▶ _RECORDED DATA_
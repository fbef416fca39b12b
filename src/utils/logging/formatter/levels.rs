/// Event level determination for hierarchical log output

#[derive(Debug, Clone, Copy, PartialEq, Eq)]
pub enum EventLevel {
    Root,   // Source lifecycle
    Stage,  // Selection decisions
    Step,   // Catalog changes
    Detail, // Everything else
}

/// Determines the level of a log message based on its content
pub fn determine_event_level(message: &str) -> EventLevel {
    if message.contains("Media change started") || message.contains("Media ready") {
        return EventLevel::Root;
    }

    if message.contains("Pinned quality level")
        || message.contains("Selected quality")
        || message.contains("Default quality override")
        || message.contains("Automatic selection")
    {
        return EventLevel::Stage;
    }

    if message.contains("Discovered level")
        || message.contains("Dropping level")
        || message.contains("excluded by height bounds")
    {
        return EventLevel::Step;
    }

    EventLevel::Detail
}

---

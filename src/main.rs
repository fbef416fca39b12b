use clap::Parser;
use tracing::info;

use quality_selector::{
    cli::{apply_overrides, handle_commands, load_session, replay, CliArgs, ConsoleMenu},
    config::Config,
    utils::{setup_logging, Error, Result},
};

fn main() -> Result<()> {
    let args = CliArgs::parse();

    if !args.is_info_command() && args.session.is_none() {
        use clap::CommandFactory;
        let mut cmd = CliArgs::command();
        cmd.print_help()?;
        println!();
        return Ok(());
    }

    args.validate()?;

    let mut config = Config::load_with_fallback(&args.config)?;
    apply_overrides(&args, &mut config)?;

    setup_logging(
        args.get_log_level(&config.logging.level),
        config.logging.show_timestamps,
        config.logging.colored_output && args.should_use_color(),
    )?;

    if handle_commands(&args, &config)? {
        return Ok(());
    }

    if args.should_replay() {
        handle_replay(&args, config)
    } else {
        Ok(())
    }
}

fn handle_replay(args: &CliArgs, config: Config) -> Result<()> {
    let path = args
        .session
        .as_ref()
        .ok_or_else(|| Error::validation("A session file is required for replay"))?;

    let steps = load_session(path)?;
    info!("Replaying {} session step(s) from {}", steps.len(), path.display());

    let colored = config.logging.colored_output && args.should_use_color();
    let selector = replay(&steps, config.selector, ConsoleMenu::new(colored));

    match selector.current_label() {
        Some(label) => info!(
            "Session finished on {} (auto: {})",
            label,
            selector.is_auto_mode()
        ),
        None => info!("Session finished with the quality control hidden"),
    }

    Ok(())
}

...

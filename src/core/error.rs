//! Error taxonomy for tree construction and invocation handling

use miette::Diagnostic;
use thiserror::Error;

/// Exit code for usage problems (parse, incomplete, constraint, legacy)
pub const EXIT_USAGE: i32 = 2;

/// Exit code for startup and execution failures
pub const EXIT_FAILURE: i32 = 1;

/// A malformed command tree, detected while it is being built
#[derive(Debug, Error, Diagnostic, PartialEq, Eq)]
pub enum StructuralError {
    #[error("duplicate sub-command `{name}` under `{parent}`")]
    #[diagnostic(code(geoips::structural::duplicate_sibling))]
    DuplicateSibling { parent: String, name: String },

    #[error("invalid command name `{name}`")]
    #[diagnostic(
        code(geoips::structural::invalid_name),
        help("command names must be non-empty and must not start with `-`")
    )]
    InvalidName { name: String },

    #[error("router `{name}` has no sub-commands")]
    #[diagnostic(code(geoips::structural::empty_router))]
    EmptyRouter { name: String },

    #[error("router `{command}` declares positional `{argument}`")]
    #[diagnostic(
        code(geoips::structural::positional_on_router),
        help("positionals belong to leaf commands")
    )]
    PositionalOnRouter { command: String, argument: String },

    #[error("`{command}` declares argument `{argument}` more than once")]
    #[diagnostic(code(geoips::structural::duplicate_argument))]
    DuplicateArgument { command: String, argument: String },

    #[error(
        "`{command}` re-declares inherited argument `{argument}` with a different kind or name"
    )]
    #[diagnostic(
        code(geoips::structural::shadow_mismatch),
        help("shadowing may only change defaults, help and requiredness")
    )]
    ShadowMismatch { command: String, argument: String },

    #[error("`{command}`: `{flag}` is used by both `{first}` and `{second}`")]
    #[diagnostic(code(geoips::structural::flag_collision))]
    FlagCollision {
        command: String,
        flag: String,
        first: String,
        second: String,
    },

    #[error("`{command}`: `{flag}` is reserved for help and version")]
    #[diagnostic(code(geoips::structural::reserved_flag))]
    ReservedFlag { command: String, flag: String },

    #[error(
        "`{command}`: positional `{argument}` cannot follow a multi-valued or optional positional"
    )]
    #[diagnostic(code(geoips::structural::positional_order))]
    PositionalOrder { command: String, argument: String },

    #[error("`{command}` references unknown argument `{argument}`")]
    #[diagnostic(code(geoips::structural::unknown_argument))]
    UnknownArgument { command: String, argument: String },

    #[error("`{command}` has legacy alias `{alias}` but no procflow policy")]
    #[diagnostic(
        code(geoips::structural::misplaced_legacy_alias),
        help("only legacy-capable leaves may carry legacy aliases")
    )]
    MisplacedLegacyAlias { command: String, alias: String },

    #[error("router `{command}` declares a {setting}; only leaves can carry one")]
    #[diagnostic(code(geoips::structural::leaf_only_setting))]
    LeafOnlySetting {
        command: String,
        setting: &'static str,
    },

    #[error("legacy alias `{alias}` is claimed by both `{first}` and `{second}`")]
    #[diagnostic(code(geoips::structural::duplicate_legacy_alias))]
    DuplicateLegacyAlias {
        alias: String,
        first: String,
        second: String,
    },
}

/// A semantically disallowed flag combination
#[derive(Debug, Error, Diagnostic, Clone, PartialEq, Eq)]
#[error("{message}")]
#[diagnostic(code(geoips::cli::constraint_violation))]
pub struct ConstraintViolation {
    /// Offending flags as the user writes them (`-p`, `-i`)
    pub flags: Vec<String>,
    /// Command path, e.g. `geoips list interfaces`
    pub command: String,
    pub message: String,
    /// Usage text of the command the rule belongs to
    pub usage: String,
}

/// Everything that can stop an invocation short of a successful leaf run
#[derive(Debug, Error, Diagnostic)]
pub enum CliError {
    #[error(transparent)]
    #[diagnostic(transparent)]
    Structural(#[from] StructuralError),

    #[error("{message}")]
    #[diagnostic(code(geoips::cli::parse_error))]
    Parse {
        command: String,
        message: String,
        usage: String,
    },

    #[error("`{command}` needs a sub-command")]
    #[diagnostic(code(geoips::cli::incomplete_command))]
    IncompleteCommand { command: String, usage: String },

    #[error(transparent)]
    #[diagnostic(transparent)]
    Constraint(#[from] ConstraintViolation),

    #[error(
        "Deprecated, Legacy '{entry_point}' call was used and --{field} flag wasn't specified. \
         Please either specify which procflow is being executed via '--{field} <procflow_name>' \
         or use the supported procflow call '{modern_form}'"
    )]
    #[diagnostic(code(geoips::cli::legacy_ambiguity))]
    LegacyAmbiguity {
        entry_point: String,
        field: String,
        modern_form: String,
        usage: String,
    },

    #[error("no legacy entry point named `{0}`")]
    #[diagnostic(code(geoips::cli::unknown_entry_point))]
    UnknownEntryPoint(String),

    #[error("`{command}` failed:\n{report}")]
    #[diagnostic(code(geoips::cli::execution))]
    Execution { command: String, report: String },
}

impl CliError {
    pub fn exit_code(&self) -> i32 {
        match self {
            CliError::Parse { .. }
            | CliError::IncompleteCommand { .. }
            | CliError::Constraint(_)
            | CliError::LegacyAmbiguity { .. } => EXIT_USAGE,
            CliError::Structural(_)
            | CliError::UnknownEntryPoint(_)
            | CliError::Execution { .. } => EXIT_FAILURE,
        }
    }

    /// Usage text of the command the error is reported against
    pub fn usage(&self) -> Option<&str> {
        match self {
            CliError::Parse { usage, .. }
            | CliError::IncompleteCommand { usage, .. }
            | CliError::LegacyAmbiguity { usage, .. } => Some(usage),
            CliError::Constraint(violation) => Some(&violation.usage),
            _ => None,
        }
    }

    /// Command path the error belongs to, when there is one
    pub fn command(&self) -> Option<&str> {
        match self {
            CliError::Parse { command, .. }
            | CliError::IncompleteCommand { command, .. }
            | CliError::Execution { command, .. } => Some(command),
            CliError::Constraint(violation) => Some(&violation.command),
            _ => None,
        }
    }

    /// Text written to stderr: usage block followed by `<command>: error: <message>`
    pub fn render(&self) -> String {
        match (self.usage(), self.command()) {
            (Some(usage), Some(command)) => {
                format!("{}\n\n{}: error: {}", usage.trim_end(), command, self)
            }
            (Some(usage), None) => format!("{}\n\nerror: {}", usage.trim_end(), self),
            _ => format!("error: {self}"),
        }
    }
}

▶ _WORK ITEM_
Your task is to transcribe, with no changes, only the lines of the listing above that lie between the line holding "pub enum CliError" and the line holding "#[diagnostic(code(geoips::cli::legacy_ambiguity))]", inclusive.

▶ _ANSWER TO THIS PROBLEM_
pub enum CliError {
    #[error(transparent)]
    #[diagnostic(transparent)]
    Structural(#[from] StructuralError),

    #[error("{message}")]
    #[diagnostic(code(geoips::cli::parse_error))]
    Parse {
        command: String,
        message: String,
        usage: String,
    },

    #[error("`{command}` needs a sub-command")]
    #[diagnostic(code(geoips::cli::incomplete_command))]
    IncompleteCommand { command: String, usage: String },

    #[error(transparent)]
    #[diagnostic(transparent)]
    Constraint(#[from] ConstraintViolation),

    #[error(
        "Deprecated, Legacy '{entry_point}' call was used and --{field} flag wasn't specified. \
         Please either specify which procflow is being executed via '--{field} <procflow_name>' \
         or use the supported procflow call '{modern_form}'"
    )]
    #[diagnostic(code(geoips::cli::legacy_ambiguity))]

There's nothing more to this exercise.